Comment comprendre l'existence de complexes militaro-industriels, issus de logiques étatiques, avec les progrès de la mondialisation. Les multiples coopérations en matières de programme d'armement ne suffisent pas à expliquer l'intégration en complexes à la taille et aux ramifications sans aucune comparaison historique d'activités multinationales en constante progression. La mondialisation et la financiarisation semblent aller de pair avec une constante augmentation de dépenses militaires, alors que les conflits armés actuels, même s'ils sont encore nombreux et épars sur la planète, ne mobilisent pas des quantités d'armement si importantes que cela... C'est en fait plusieurs questions qui se posent, il n'est pas sûr que les experts aux services des différents complexes militaro-industriels puissent y répondre :

- Quel est le poids réel des groupes d'armement dans l'économie mondiale?

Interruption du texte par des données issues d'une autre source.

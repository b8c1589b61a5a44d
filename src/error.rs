// SPDX-License-Identifier: AGPL-3.0-or-later
//
// Copyright (C) 2026 Relational Network

use axum::{
    extract::{rejection::JsonRejection, FromRequest},
    http::StatusCode,
    response::{IntoResponse, Response},
    Json,
};
use serde::Serialize;
use utoipa::ToSchema;

/// Message returned for any failure whose detail must stay server-side.
pub const UNEXPECTED_ERROR_MESSAGE: &str = "An unexpected error occurred.";

#[derive(Debug)]
pub struct ApiError {
    pub status: StatusCode,
    pub message: String,
    pub error_code: Option<&'static str>,
    pub success: Option<bool>,
}

/// JSON body of every error response.
#[derive(Debug, Serialize, ToSchema)]
pub struct ErrorBody {
    pub error: String,
    #[serde(skip_serializing_if = "Option::is_none")]
    pub error_code: Option<String>,
    #[serde(skip_serializing_if = "Option::is_none")]
    pub success: Option<bool>,
}

impl ApiError {
    pub fn new(status: StatusCode, message: impl Into<String>) -> Self {
        Self {
            status,
            message: message.into(),
            error_code: None,
            success: None,
        }
    }

    pub fn with_code(mut self, code: &'static str) -> Self {
        self.error_code = Some(code);
        self
    }

    pub fn with_success(mut self, success: bool) -> Self {
        self.success = Some(success);
        self
    }

    pub fn bad_request(message: impl Into<String>) -> Self {
        Self::new(StatusCode::BAD_REQUEST, message).with_code("bad_request")
    }

    /// Internal failure with a fixed public message. `detail` is logged only.
    pub fn internal(public_message: impl Into<String>, detail: impl std::fmt::Display) -> Self {
        tracing::error!(error = %detail, "Internal error");
        Self::new(StatusCode::INTERNAL_SERVER_ERROR, public_message).with_code("internal_error")
    }
}

/// JSON request body whose rejections use the [`ErrorBody`] shape.
///
/// Bodies that fail to parse or do not match the target type are `400`.
#[derive(Debug, FromRequest)]
#[from_request(via(Json), rejection(ApiError))]
pub struct ApiJson<T>(pub T);

impl From<JsonRejection> for ApiError {
    fn from(rejection: JsonRejection) -> Self {
        match rejection {
            JsonRejection::MissingJsonContentType(_) => {
                ApiError::new(StatusCode::UNSUPPORTED_MEDIA_TYPE, rejection.body_text())
                    .with_code("unsupported_media_type")
            }
            other => ApiError::bad_request(other.body_text()),
        }
    }
}

impl IntoResponse for ApiError {
    fn into_response(self) -> Response {
        let body = Json(ErrorBody {
            error: self.message,
            error_code: self.error_code.map(str::to_string),
            success: self.success,
        });
        (self.status, body).into_response()
    }
}
// SPDX-License-Identifier: AGPL-3.0-or-later
//
// Copyright (C) 2026 Relational Network

//! # Authentication Module
//!
//! Email and password accounts with stateless bearer tokens.
//!
//! ## Auth Flow
//!
//! 1. `POST /api/v1/auth/register` or `/login` returns `{ token, user }`
//! 2. Clients send `Authorization: Bearer <token>`
//! 3. The [`Auth`] extractor:
//!    - verifies the HS256 signature and expiry
//!    - parses `sub` into the numeric user id
//!    - loads the user and hands the handler a [`SanitizedUser`]
//!
//! ## Security
//!
//! - Password hashes never leave the storage layer
//! - Unknown email and wrong password fail identically
//! - Every token failure reports the same message
//!
//! [`SanitizedUser`]: crate::storage::SanitizedUser

pub mod error;
pub mod extractor;
pub mod password;
pub mod service;
pub mod token;

pub use error::AuthError;
pub use extractor::Auth;
pub use password::CredentialHasher;
pub use service::{AuthResponse, AuthService};
pub use token::{TokenIssuer, TokenPayload};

Entre des commerces gris occultes qui concernent en masse notamment les armes légères et des croisements de participation financière, par filiales interposées, à l'image de ce qu'est le vaste marché des dettes mondiales, il est bien difficile de s'y retrouver. la "traçabilité" des transactions et même du circuit commandes-productions-livraisons n'est pas assurée. On peut même dire que compte tenu de la nature des marchandises concernées, le secret constitue un des aspects les plus importants.

- Quelle est la part réelle de la mondialisation des affaires d'armement et des différentes sanctuarisations par les Etats de certains pans des industries militaires?

- Peut-on distinguer réellement aujourd'hui le poids financier des complexes militaro-industriels de leur poids industriel (matériel) réel? La financiarisation de l'économie brouille réellement les perceptions?

Des éléments de réponses existent, mais parfois ils ne dépassent souvent pas la théorie elle-même, faute d'études suffisamment précises et ouvertes au public. Le croisement de l'explosion des transactions concernant les armes légères, leur dissémination dans toute la planète - qui expliquerait peut-être la persistance de nombreux conflits armés - et de l'explosion des coûts des armements majeurs (à un point qu'une armée ne pourrait plus, si toutes les potentialités technologiques étaient réunies sur un armement, s'offrir qu'un exemplaire unique par type d'armes majeures) peut donner déjà une première idée. Même si ce ne sont pas les mêmes composants des différents complexes militaro-industriels (groupes intégrés à nombreuses zones grises) qui sont concernées par ces deux phénomènes. L'importance des complexes militaro-industriels pose la question de la nature de cette mondialisation dont on parle tant, plus économique et financière que politique et sociale...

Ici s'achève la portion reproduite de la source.